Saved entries
'''

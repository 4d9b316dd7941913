//! Round-based fight resolution.
//!
//! Each round draws one digit, looks up both sides' endurance losses in
//! the results table, and applies them simultaneously — the character
//! through its clamping mutator, the enemy on a resolver-local copy.
//! The encounter itself is never mutated, so an abandoned fight leaves
//! the character consistent with every completed round and the book data
//! untouched.

use serde::Serialize;

use gb_core::book::{CombatEncounter, CombatModifier};
use gb_core::character::Character;
use gb_core::rng::DigitRng;

use crate::error::{CombatError, CombatResult};
use crate::table::ResultsTable;

/// How a fight ended.
#[derive(Debug, Clone, Copy, PartialEq, Eq, Serialize)]
#[serde(rename_all = "snake_case")]
pub enum FightOutcome {
    /// The enemy's endurance reached 0.
    Victorious,
    /// The character's endurance reached 0.
    Defeated,
    /// The character abandoned the fight under the evasion rule.
    Evaded,
}

impl std::fmt::Display for FightOutcome {
    fn fmt(&self, f: &mut std::fmt::Formatter<'_>) -> std::fmt::Result {
        match self {
            Self::Victorious => write!(f, "victorious"),
            Self::Defeated => write!(f, "defeated"),
            Self::Evaded => write!(f, "evaded"),
        }
    }
}

/// A combat-skill bonus granted by one of the character's disciplines.
///
/// Itemized per discipline so encounter immunities can cancel exactly
/// the bonus they name.
#[derive(Debug, Clone, PartialEq, Eq)]
pub struct DisciplineBonus {
    /// The discipline granting the bonus.
    pub discipline: String,
    /// Additive combat-skill adjustment.
    pub amount: i32,
}

/// Caller-supplied options for one resolution.
#[derive(Debug, Clone, Default)]
pub struct ResolveOptions {
    /// Request evasion at the end of this round (1-based). The round's
    /// losses always land before the fight ends. Ignored when the
    /// encounter does not allow evasion.
    pub evade_after_round: Option<u32>,
    /// Abort with [`CombatError::Stalled`] after this many rounds.
    /// Required safety net for tables that cannot guarantee progress.
    pub max_rounds: Option<u32>,
    /// Combat-skill bonuses from the character's disciplines.
    pub discipline_bonuses: Vec<DisciplineBonus>,
}

impl ResolveOptions {
    /// Request evasion at the end of the given round.
    pub fn with_evade_after(mut self, round: u32) -> Self {
        self.evade_after_round = Some(round);
        self
    }

    /// Set a round limit.
    pub fn with_max_rounds(mut self, rounds: u32) -> Self {
        self.max_rounds = Some(rounds);
        self
    }

    /// Add a discipline combat-skill bonus.
    pub fn with_bonus(mut self, discipline: impl Into<String>, amount: i32) -> Self {
        self.discipline_bonuses.push(DisciplineBonus {
            discipline: discipline.into(),
            amount,
        });
        self
    }
}

/// What happened in one resolved round.
#[derive(Debug, Clone, Copy, PartialEq, Eq, Serialize)]
pub struct RoundRecord {
    /// Round number, 1-based.
    pub round: u32,
    /// The digit drawn this round.
    pub digit: u8,
    /// Endurance the character lost.
    pub character_loss: u32,
    /// Endurance the enemy lost.
    pub enemy_loss: u32,
    /// Character endurance after the round.
    pub character_endurance: i32,
    /// Enemy endurance after the round.
    pub enemy_endurance: i32,
}

/// The full result of one fight resolution.
#[derive(Debug, Clone, Serialize)]
pub struct FightReport {
    /// How the fight ended.
    pub outcome: FightOutcome,
    /// Total rounds played.
    pub rounds_played: u32,
    /// Total endurance the character lost.
    pub total_character_loss: u32,
    /// Total endurance the enemy lost.
    pub total_enemy_loss: u32,
    /// Round-by-round trajectory.
    pub rounds: Vec<RoundRecord>,
}

/// Compute the combat ratio for a fight.
///
/// Character skill plus surviving discipline bonuses plus any
/// `CharacterSkill` modifiers, minus enemy skill plus `EnemySkill`
/// modifiers. A bonus is dropped when the encounter carries an
/// `ImmuneTo` modifier naming its discipline (case-insensitive).
pub fn combat_ratio(
    character: &Character,
    encounter: &CombatEncounter,
    options: &ResolveOptions,
) -> i32 {
    let mut character_skill = character.combat_skill();
    let mut enemy_skill = encounter.combat_skill;

    for bonus in &options.discipline_bonuses {
        let nullified = encounter.modifiers.iter().any(|m| {
            matches!(m, CombatModifier::ImmuneTo(d) if d.eq_ignore_ascii_case(&bonus.discipline))
        });
        if !nullified {
            character_skill += bonus.amount;
        }
    }

    for modifier in &encounter.modifiers {
        match modifier {
            CombatModifier::CharacterSkill(n) => character_skill += n,
            CombatModifier::EnemySkill(n) => enemy_skill += n,
            CombatModifier::ImmuneTo(_) => {}
        }
    }

    character_skill - enemy_skill
}

/// Resolve a fight to completion.
///
/// The character's endurance is mutated round by round, never deferred,
/// so an aborted resolution (stall, host cancellation between rounds)
/// leaves state consistent with all completed rounds. The encounter is
/// read-only; its endurance is copied.
pub fn resolve(
    character: &mut Character,
    encounter: &CombatEncounter,
    table: &ResultsTable,
    rng: &mut dyn DigitRng,
    options: &ResolveOptions,
) -> CombatResult<FightReport> {
    let ratio = combat_ratio(character, encounter, options);
    let mut enemy_endurance = encounter.endurance.max(0);

    let mut rounds = Vec::new();
    let mut total_character_loss = 0u32;
    let mut total_enemy_loss = 0u32;
    let mut round = 0u32;

    // Degenerate openings: a fight that is already decided plays no rounds.
    let outcome = if character.is_defeated() {
        FightOutcome::Defeated
    } else if enemy_endurance == 0 {
        FightOutcome::Victorious
    } else {
        loop {
            if let Some(max) = options.max_rounds
                && round >= max
            {
                return Err(CombatError::Stalled { rounds: round });
            }
            round += 1;

            let digit = rng.next_digit();
            let losses = table.lookup(ratio, digit);

            // Both losses come from the same digit draw and land together.
            character.apply_endurance_delta(-(losses.character as i32));
            enemy_endurance = (enemy_endurance - losses.enemy as i32).max(0);
            total_character_loss += losses.character;
            total_enemy_loss += losses.enemy;

            rounds.push(RoundRecord {
                round,
                digit,
                character_loss: losses.character,
                enemy_loss: losses.enemy,
                character_endurance: character.current_endurance(),
                enemy_endurance,
            });

            // Defeat dominates a simultaneous double knockout.
            if character.is_defeated() {
                break FightOutcome::Defeated;
            }
            if enemy_endurance == 0 {
                break FightOutcome::Victorious;
            }
            if let Some(after) = options.evade_after_round
                && round >= after
                && encounter.can_evade
            {
                break FightOutcome::Evaded;
            }
        }
    };

    Ok(FightReport {
        outcome,
        rounds_played: round,
        total_character_loss,
        total_enemy_loss,
        rounds,
    })
}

'''

(Exercise directions) What lines in the entries above include the string "land"? Return each one.

(Exercise result)
    /// losses always land before the fight ends. Ignored when the
            // Both losses come from the same digit draw and land together.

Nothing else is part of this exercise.